David’s been making burgundy since 1998, starting at Bernard-Bonin in Meursault, before heading to Jean-Phillippe Fichet and, finally, from 2008 until quite recently he worked as the Maitre de Chai and second in command at Domaine des Croix, with a portfolio of responsibilities over nearly every aspect of production. In addition to making wine, David’s also been shaping the future of Beaune, teaching winemaking as a career at a local school. This goes a long way towards explaining his preternatural avuncularity and magnificent patience and also, his insatiable curiosity towards the terroirs that surround him.

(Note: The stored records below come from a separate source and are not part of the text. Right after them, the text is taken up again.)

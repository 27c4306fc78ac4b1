//! Key-value persistence port.
//!
//! Everything a shopper accumulates (cart lines, quiz history, recent
//! searches) is written as a JSON document under a fixed key. The storefront
//! only needs `get` and `set`, so the backing store is a small trait with
//! three adapters:
//!
//! - [`MemoryStore`] - process memory; the default and what tests use
//! - [`FileStore`] - one JSON file per key under a data directory
//! - [`ScopedStore`] - prefixes keys so many shoppers share one backend
//!
//! Stored content is never trusted: [`load_or_default`] falls back to an
//! empty collection when a value is missing or cannot be parsed.

mod file;
mod memory;
mod scoped;

use std::sync::Arc;

use serde::Serialize;
use serde::de::DeserializeOwned;
use thiserror::Error;

pub use file::FileStore;
pub use memory::MemoryStore;
pub use scoped::ScopedStore;

/// Storage keys used by the storefront.
pub mod keys {
    /// Serialized list of cart lines.
    pub const CART: &str = "cart";
    /// Serialized list of quiz results, most recent first.
    pub const QUIZ_HISTORY: &str = "quizHistory";
    /// Serialized list of search queries, most recent first.
    pub const RECENT_SEARCHES: &str = "recentSearches";
}

/// Errors from a storage backend.
#[derive(Debug, Error)]
pub enum StorageError {
    /// Filesystem operation failed.
    #[error("I/O error: {0}")]
    Io(#[from] std::io::Error),

    /// Value could not be serialized.
    #[error("Serialization error: {0}")]
    Serialization(#[from] serde_json::Error),

    /// A lock guarding the store was poisoned by a panicking writer.
    #[error("Lock poisoned")]
    Poisoned,
}

/// A string key-value store.
///
/// Implementations must be safe to share between request handlers.
pub trait KeyValueStore: Send + Sync {
    /// Read the value stored under `key`, if any.
    ///
    /// # Errors
    ///
    /// Returns an error if the backend cannot be read.
    fn get(&self, key: &str) -> Result<Option<String>, StorageError>;

    /// Store `value` under `key`, replacing any previous value.
    ///
    /// # Errors
    ///
    /// Returns an error if the backend cannot be written.
    fn set(&self, key: &str, value: &str) -> Result<(), StorageError>;
}

/// Shared handle to a type-erased store.
pub type SharedStore = Arc<dyn KeyValueStore>;

impl<S: KeyValueStore + ?Sized> KeyValueStore for Arc<S> {
    fn get(&self, key: &str) -> Result<Option<String>, StorageError> {
        (**self).get(key)
    }

    fn set(&self, key: &str, value: &str) -> Result<(), StorageError> {
        (**self).set(key, value)
    }
}

/// Load and deserialize the JSON value under `key`.
///
/// Missing keys, unreadable backends, and malformed content all yield
/// `T::default()`. Anything other than a missing key is logged.
pub fn load_or_default<T>(store: &dyn KeyValueStore, key: &str) -> T
where
    T: DeserializeOwned + Default,
{
    let raw = match store.get(key) {
        Ok(Some(raw)) => raw,
        Ok(None) => return T::default(),
        Err(e) => {
            tracing::warn!(key, error = %e, "Failed to read stored value, using empty default");
            return T::default();
        }
    };

    serde_json::from_str(&raw).unwrap_or_else(|e| {
        tracing::warn!(key, error = %e, "Stored value is malformed, using empty default");
        T::default()
    })
}

/// Serialize `value` as JSON and store it under `key`.
///
/// # Errors
///
/// Returns an error if serialization fails or the backend rejects the write.
pub fn save<T>(store: &dyn KeyValueStore, key: &str, value: &T) -> Result<(), StorageError>
where
    T: Serialize + ?Sized,
{
    let raw = serde_json::to_string(value)?;
    store.set(key, &raw)
}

Specifically, David’s curious about the Macconais, the southernmost part of Burgundy, and nearby Monthelie, where he sources organic fruit from “people I like working with.” These two terroirs, he tells us, he will always strive to bottle, as he finds they have much to say. David often collaborates on buying fruit with other mico-negociants of note, including Bastian Wolber of Laisse Tomber and Jonathan Purcell of Vin Noe. The fruit David gets he presses and often ferments at Domaine des Croix then ages the wines in his own space using old wooden barrels he can get down via the trapdoor that looks out onto the street. All David’s ferments are native, and he avoids sulfur usage until bottling, when a scant 15ppm is added, along with a gentle filtration to make sure the wine is pristine. That being said, he reserves the right to change things up in future vintages, should he feel other techniques show the terroir more clearly, telling us “people get accustomed to doing things the same way, even if they don’t need to.”